Records shown Block Start

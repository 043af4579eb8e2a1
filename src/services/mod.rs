// SPDX-License-Identifier: MIT
// Copyright 2026 Roland Dreier <roland@rolandd.dev>

//! Services module - business logic layer.

pub mod cooldown;
pub mod fortune;
pub mod history;
pub mod narrator;
pub mod profile;
pub mod scheduler;

pub use cooldown::{CooldownGate, Evaluation};
pub use fortune::{build_prompt, FortuneClient, Prompt};
pub use history::HistoryStore;
pub use narrator::{Narrator, NoopNarrator};
pub use profile::ProfileStore;
pub use scheduler::{NoopScheduler, ReminderScheduler};
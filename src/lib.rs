// SPDX-License-Identifier: MIT
// Copyright 2026 Roland Dreier <roland@rolandd.dev>

//! Zoltar: personalized fortunes on a cooldown.
//!
//! This crate provides the headless core of the Zoltar fortune teller:
//! profile storage, the fortune generation API client, the cooldown
//! gate, fortune history, and the observable presentation state that a
//! front-end binds to.

pub mod config;
pub mod error;
pub mod models;
pub mod services;
pub mod session;
pub mod state;
pub mod store;
pub mod time_utils;

pub use config::Config;
pub use error::{AppError, Result};
pub use session::ZoltarSession;
pub use state::{FortuneView, PresentationState};
pub use store::SecureStore;
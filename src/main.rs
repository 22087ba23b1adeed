use clap::{Parser, Subcommand};

use commands::GlobalArgs;

mod commands;
mod output;

use commands::{config, oauth_app, schema_app};

const VERSION: &str = env!("CARGO_PKG_VERSION");

#[derive(Parser)]
#[command(name = "item-input")]
#[command(version = VERSION)]
#[command(about = "Collect structured JSON values through interactive forms")]
struct Cli {
    /// Never prompt; answer every question with its default or fail
    #[arg(long, global = true)]
    non_interactive: bool,

    #[command(subcommand)]
    command: Commands,
}

#[derive(Subcommand)]
enum Commands {
    /// Create or edit an ST Schema connector app
    SchemaApp(schema_app::SchemaAppArgs),
    /// Create or edit an OAuth-In app
    OauthApp(oauth_app::OauthAppArgs),
    /// Inspect item-input configuration
    Config(config::ConfigArgs),
}

fn main() -> std::process::ExitCode {
    let cli = Cli::parse();
    let global = GlobalArgs {
        non_interactive: cli.non_interactive,
    };

    let reply = commands::execute(cli.command, &global);
    if let Err(err) = reply.print() {
        item_input::log_status!("output", "{}", err);
        return std::process::ExitCode::from(1);
    }

    std::process::ExitCode::from(reply.exit_code)
}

Records shown Block End

What is expected: Write out the entries in full, exactly as given.

Response:
repository 043af4579eb8e2a1
filename src/services/mod.rs
// SPDX-License-Identifier: MIT
// Copyright 2026 Roland Dreier <roland@rolandd.dev>

//! Services module - business logic layer.

pub mod cooldown;
pub mod fortune;
pub mod history;
pub mod narrator;
pub mod profile;
pub mod scheduler;

pub use cooldown::{CooldownGate, Evaluation};
pub use fortune::{build_prompt, FortuneClient, Prompt};
pub use history::HistoryStore;
pub use narrator::{Narrator, NoopNarrator};
pub use profile::ProfileStore;
pub use scheduler::{NoopScheduler, ReminderScheduler};
filename src/lib.rs
// SPDX-License-Identifier: MIT
// Copyright 2026 Roland Dreier <roland@rolandd.dev>

//! Zoltar: personalized fortunes on a cooldown.
//!
//! This crate provides the headless core of the Zoltar fortune teller:
//! profile storage, the fortune generation API client, the cooldown
//! gate, fortune history, and the observable presentation state that a
//! front-end binds to.

pub mod config;
pub mod error;
pub mod models;
pub mod services;
pub mod session;
pub mod state;
pub mod store;
pub mod time_utils;

pub use config::Config;
pub use error::{AppError, Result};
pub use session::ZoltarSession;
pub use state::{FortuneView, PresentationState};
pub use store::SecureStore;
filename src/main.rs
repository 22087ba23b1adeed
use clap::{Parser, Subcommand};

use commands::GlobalArgs;

mod commands;
mod output;

use commands::{config, oauth_app, schema_app};

const VERSION: &str = env!("CARGO_PKG_VERSION");

#[derive(Parser)]
#[command(name = "item-input")]
#[command(version = VERSION)]
#[command(about = "Collect structured JSON values through interactive forms")]
struct Cli {
    /// Never prompt; answer every question with its default or fail
    #[arg(long, global = true)]
    non_interactive: bool,

    #[command(subcommand)]
    command: Commands,
}

#[derive(Subcommand)]
enum Commands {
    /// Create or edit an ST Schema connector app
    SchemaApp(schema_app::SchemaAppArgs),
    /// Create or edit an OAuth-In app
    OauthApp(oauth_app::OauthAppArgs),
    /// Inspect item-input configuration
    Config(config::ConfigArgs),
}

fn main() -> std::process::ExitCode {
    let cli = Cli::parse();
    let global = GlobalArgs {
        non_interactive: cli.non_interactive,
    };

    let reply = commands::execute(cli.command, &global);
    if let Err(err) = reply.print() {
        item_input::log_status!("output", "{}", err);
        return std::process::ExitCode::from(1);
    }

    std::process::ExitCode::from(reply.exit_code)
}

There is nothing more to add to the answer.